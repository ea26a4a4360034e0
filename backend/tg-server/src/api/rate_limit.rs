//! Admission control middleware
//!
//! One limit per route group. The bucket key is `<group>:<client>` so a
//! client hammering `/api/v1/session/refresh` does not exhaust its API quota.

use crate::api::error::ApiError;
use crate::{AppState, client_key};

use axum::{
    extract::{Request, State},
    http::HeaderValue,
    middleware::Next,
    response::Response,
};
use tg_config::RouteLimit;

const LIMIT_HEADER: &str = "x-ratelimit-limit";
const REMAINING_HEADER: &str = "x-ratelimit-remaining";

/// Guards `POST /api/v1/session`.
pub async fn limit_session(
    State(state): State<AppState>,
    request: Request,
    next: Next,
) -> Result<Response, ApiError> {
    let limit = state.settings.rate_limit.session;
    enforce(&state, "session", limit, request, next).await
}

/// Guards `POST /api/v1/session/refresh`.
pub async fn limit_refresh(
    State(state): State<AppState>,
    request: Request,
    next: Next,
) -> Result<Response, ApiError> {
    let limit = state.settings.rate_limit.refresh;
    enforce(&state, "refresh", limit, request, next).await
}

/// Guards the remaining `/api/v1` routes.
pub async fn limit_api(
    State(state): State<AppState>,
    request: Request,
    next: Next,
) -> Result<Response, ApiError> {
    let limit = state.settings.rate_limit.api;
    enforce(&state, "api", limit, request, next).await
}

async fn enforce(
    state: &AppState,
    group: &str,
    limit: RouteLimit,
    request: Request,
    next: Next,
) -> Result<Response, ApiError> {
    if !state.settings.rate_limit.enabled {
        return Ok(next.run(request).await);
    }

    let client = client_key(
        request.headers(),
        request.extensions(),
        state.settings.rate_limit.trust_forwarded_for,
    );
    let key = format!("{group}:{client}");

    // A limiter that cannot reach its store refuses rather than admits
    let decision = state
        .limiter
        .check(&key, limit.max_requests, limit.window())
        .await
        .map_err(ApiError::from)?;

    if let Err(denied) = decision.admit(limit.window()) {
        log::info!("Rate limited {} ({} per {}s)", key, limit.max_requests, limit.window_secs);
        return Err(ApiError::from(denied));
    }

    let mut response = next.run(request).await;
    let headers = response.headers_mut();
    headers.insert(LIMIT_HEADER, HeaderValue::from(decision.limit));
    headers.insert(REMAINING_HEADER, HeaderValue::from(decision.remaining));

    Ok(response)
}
* * *
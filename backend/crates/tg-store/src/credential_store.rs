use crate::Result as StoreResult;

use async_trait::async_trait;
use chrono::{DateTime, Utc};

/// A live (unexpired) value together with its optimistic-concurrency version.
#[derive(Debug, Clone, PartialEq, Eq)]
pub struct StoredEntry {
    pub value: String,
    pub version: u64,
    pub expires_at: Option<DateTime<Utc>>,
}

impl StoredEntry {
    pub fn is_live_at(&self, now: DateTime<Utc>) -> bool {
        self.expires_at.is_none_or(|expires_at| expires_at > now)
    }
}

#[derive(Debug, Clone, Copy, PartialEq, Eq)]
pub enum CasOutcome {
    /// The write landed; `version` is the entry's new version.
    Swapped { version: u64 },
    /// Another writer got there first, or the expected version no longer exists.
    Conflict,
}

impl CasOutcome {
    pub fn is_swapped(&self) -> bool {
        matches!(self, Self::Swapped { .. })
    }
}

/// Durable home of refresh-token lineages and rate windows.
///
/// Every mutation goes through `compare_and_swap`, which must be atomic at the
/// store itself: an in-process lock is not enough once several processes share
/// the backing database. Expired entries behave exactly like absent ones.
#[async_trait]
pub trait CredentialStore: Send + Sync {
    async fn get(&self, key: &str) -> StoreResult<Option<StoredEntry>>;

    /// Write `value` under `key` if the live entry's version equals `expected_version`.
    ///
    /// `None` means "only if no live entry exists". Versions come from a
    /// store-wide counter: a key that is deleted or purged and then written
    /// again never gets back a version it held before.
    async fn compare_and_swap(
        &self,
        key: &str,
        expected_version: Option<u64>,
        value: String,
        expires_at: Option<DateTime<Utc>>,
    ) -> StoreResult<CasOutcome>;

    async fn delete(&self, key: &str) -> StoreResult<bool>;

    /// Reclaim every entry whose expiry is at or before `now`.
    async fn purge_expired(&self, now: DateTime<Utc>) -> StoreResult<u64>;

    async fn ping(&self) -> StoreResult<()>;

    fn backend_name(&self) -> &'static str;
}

# What you will do:
If a line above includes the word "derive", count it; then give the final number by itself.

# Your solution:
2